__Aim of the exercise__. From the entries provided below, copy each line that contains the word "pool".

*** Opening of Extracted material ***

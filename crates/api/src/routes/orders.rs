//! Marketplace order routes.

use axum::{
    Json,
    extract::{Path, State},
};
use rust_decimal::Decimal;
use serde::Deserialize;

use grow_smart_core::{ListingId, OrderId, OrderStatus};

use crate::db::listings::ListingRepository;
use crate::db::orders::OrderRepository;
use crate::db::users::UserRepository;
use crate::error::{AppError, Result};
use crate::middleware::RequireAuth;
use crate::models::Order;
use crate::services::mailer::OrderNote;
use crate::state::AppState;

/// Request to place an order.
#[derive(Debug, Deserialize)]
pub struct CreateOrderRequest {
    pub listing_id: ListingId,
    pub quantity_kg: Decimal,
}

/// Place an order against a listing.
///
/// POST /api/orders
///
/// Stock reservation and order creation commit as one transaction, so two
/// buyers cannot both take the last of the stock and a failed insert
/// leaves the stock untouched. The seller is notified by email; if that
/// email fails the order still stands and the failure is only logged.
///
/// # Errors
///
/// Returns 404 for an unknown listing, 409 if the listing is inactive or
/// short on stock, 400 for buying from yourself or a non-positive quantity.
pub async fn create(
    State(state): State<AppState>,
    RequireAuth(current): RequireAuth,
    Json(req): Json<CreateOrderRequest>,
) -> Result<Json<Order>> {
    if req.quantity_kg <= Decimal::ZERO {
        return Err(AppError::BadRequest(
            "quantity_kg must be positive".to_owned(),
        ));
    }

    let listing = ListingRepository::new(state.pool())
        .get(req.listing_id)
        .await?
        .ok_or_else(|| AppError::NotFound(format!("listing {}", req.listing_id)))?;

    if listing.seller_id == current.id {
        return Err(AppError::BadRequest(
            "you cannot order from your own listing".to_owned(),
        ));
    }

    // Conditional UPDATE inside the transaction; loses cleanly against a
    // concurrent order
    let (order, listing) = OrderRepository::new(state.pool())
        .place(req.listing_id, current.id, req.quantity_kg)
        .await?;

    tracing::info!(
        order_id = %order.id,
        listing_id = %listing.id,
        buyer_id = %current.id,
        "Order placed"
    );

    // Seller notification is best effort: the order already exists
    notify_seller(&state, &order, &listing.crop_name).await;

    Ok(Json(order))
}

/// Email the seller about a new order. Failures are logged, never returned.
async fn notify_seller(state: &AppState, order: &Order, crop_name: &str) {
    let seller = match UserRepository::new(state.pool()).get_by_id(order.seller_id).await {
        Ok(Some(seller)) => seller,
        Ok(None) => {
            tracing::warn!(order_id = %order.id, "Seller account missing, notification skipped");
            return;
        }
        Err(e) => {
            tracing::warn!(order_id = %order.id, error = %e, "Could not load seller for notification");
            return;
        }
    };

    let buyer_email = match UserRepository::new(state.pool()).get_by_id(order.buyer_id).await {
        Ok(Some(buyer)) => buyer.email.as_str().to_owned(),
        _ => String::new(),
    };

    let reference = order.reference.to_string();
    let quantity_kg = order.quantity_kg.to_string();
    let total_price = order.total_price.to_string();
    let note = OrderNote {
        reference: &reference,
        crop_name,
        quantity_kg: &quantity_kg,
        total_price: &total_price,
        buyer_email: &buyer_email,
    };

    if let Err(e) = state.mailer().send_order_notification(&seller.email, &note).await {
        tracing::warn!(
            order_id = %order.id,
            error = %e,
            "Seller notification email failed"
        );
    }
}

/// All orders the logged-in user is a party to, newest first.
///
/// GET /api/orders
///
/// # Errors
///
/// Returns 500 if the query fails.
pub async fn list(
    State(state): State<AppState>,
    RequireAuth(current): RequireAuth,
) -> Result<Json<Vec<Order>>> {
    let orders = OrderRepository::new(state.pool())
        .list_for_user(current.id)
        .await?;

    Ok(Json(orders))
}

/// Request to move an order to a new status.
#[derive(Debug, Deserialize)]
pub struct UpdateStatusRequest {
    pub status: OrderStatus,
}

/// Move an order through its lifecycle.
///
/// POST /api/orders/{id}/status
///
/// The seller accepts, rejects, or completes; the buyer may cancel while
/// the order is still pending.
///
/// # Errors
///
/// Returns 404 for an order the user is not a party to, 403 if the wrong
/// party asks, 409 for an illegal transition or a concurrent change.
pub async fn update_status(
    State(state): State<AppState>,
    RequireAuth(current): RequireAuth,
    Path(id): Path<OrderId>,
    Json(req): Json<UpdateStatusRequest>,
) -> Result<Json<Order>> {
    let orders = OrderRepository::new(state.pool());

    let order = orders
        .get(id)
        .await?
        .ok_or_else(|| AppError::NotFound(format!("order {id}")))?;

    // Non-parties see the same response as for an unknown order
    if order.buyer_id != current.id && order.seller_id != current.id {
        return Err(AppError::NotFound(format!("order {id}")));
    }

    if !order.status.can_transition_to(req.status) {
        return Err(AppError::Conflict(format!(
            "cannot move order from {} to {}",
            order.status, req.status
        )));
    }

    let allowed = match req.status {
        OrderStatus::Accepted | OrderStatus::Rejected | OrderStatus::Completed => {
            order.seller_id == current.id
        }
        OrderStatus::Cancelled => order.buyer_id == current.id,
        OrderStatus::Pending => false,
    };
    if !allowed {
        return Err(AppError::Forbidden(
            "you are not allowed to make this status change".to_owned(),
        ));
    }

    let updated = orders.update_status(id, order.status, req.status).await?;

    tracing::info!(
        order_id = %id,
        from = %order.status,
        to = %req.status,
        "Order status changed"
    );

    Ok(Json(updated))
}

*** Close of Extracted material ***

__Answer to the problem__.
    let listing = ListingRepository::new(state.pool())
    let (order, listing) = OrderRepository::new(state.pool())
    let seller = match UserRepository::new(state.pool()).get_by_id(order.seller_id).await {
    let buyer_email = match UserRepository::new(state.pool()).get_by_id(order.buyer_id).await {
    let orders = OrderRepository::new(state.pool())
    let orders = OrderRepository::new(state.pool());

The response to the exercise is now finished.